Turnover analysis of glutamate receptors identifies a rapidly degraded pool of the N-methyl-D-aspartate receptor subunit, NR1, in cultured cerebellar granule cells.

The number, composition, and location of receptors in neurons are critically important factors in determining the neuron's response to neurotransmitters. The functional expression of receptors appears to be regulated both generally, at the level of transcription or translation, and locally, at the level of the individual synapse. A key component in the regulation of any protein is its turnover rate, which, measured in half-lives, ranges from a few minutes to several days. In the present study, we measured the turnover rates of subunits of N-methyl-D-aspartate (NMDA) and alpha-amino-3-hydroxy-5-methyl-4-isoxazole propionic acid (AMPA) receptors, the two major ionotropic glutamate receptors, using cultured cerebellar granule cells. Turnover rates for NR1, NR2A/B, GluR2/3, and GluR4 subunits were determined by pulse-chase labeling of cells with [35S]methionine. Half-lives were found to be 18 +/- 5 h and 23 +/- 8 h for the AMPA receptor subunits GluR2/3 and GluR4, respectively, and 16 +/- 5 h for NR2A. The NR1 subunit showed a biphasic decay with half-lives of 2 and 34 h for the rapidly and slowly degraded populations, respectively.

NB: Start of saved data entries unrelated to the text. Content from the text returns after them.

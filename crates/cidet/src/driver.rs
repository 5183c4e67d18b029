//! The seam between the engine and whatever actually runs the instruction.

use crate::buffer::{BufferConfig, BufferDescriptor};
use crate::ctx::CpuContext;

/// Platform callbacks the engine drives.
///
/// Every method returning `bool` answers "can this test case go ahead"; `false` makes the engine
/// skip the case and count it under the matching skip reason. Drivers never see encodings they
/// are not asked to run, so a driver that cannot express a situation declines it here.
pub trait PlatformDriver {
    /// Code buffer configurations to iterate, in order. Must not be empty.
    fn code_buf_configs(&self) -> Vec<BufferConfig> {
        vec![BufferConfig::CODE_PAGE_END]
    }

    /// Data buffer configurations to iterate for memory operands.
    fn data_buf_configs(&self) -> Vec<BufferConfig> {
        vec![BufferConfig::DATA_RW]
    }

    /// Places a data buffer for the coming test case.
    ///
    /// On entry `off` and `cb` hold the requested placement. The driver fills in
    /// `eff_buf_addr` and `seg_base` for the buffer's `eff_seg`.
    fn reinit_data_buf(&mut self, buf: &mut BufferDescriptor) -> bool;

    /// Writes the operand's input bytes at the buffer's active offset.
    fn setup_data_buf(&mut self, buf: &BufferDescriptor, bytes: &[u8]) -> bool;

    /// Compares the bytes at the buffer's active offset after execution.
    fn is_buf_equal(&mut self, buf: &BufferDescriptor, expected: &[u8]) -> bool;

    /// Places the code buffer. The driver fills in `eff_buf_addr`, `seg_base` and
    /// `off_active`, and may pick a code selector.
    fn reinit_code_buf(&mut self, buf: &mut BufferDescriptor) -> bool;

    /// Writes the encoded instruction at the code buffer's active offset.
    fn setup_code_buf(&mut self, buf: &BufferDescriptor, instr: &[u8]) -> bool;

    /// Runs one instruction from `input`, storing the resulting state in `actual`.
    ///
    /// `actual` starts as a copy of `input`. Returning `false` means the driver declined to run
    /// this case (for example a tricky stack setup it cannot survive).
    fn execute(&mut self, input: &CpuContext, actual: &mut CpuContext) -> bool;

    /// Receives one human readable failure line.
    fn failure(&mut self, message: &str);
}

impl<D: PlatformDriver + ?Sized> PlatformDriver for &mut D {
    fn code_buf_configs(&self) -> Vec<BufferConfig> {
        (**self).code_buf_configs()
    }

    fn data_buf_configs(&self) -> Vec<BufferConfig> {
        (**self).data_buf_configs()
    }

    fn reinit_data_buf(&mut self, buf: &mut BufferDescriptor) -> bool {
        (**self).reinit_data_buf(buf)
    }

    fn setup_data_buf(&mut self, buf: &BufferDescriptor, bytes: &[u8]) -> bool {
        (**self).setup_data_buf(buf, bytes)
    }

    fn is_buf_equal(&mut self, buf: &BufferDescriptor, expected: &[u8]) -> bool {
        (**self).is_buf_equal(buf, expected)
    }

    fn reinit_code_buf(&mut self, buf: &mut BufferDescriptor) -> bool {
        (**self).reinit_code_buf(buf)
    }

    fn setup_code_buf(&mut self, buf: &BufferDescriptor, instr: &[u8]) -> bool {
        (**self).setup_code_buf(buf, instr)
    }

    fn execute(&mut self, input: &CpuContext, actual: &mut CpuContext) -> bool {
        (**self).execute(input, actual)
    }

    fn failure(&mut self, message: &str) {
        (**self).failure(message)
    }
}
//! Encoding enumerator.
//!
//! Walks every byte-level encoding of the current instruction like an odometer. Innermost wheel
//! first: operand size (0x66 / REX.W), segment override, SIB.scale, SIB.index, SIB.base,
//! ModR/M.RM+MOD, ModR/M.REG, address size (0x67).

use bitflags::bitflags;

use crate::ctx::{gpr, SegReg};
use crate::descriptor::OperandKind;
use crate::engine::EngineState;
use crate::error::{CidetError, Result};

bitflags! {
    /// Segment-override prefixes the enumerator may emit for memory operands.
    #[derive(Debug, Clone, Copy, PartialEq, Eq, Hash, Default)]
    pub struct SegPrefixes: u8 {
        const ES = 1 << 0;
        const CS = 1 << 1;
        const SS = 1 << 2;
        const DS = 1 << 3;
        const FS = 1 << 4;
        const GS = 1 << 5;
    }
}

impl SegPrefixes {
    pub fn for_seg(seg: SegReg) -> Self {
        Self::from_bits_truncate(1 << seg.index())
    }
}

/// The encoding knobs the enumerator turns.
#[derive(Debug, Clone, Copy, PartialEq, Eq, Default)]
pub struct EncodingState {
    pub addr_size_prefix: bool,
    pub op_size_prefix: bool,
    /// A REX prefix is required even if no REX bit is set (`spl`/`bpl`/`sil`/`dil` in REG).
    pub rex: bool,
    pub rex_w: bool,
    pub rex_r: bool,
    pub rex_x: bool,
    pub rex_b: bool,
    pub modrm: u8,
    pub has_sib: bool,
    pub sib: u8,
    pub seg_prefix: Option<SegReg>,
    /// Reserved for VEX/EVEX encoded instructions.
    pub vex: bool,
    pub evex: bool,
    /// Effective address size in bytes.
    pub addr_bytes: u8,
    /// A high-byte register (`ah..bh`) is encoded, so no REX prefix may be emitted.
    pub no_rex: bool,
    pub no_rex_for_reg: bool,
    pub no_rex_for_rm: bool,
    pub high_byte_in_reg: bool,
    pub high_byte_in_rm: bool,
}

Splice variants of the NR1 subunit with different carboxyl-terminal cassettes, C2 and C2', showed similar biphasic degradation patterns. To further characterize the rapidly degraded pool of NR1, surface receptors were labeled by biotinylation, and half-lives of the biotinylated proteins were determined. All surface NR1 was slowly degraded with a pattern similar to that of NR2A, GluR2/3, and GluR4, suggesting that the rapidly degraded pool is confined to the cytoplasm and not assembled with NR2 subunits. A significant amount of NR1 was not immunoprecipitated by NR2 subunit-specific antibodies after solubilization with deoxycholate. This unassembled pool, but not the assembled one, was greatly diminished following treatment of cycloheximide for 5 h, indicating that the rapidly degraded pool of NR1 is not assembled with NR2. These results show that NMDA and AMPA receptors have similar turnover rates, but NMDA receptors have a separate pool of NR1 subunits that is rapidly degraded and accounts for most of the intracellular pool.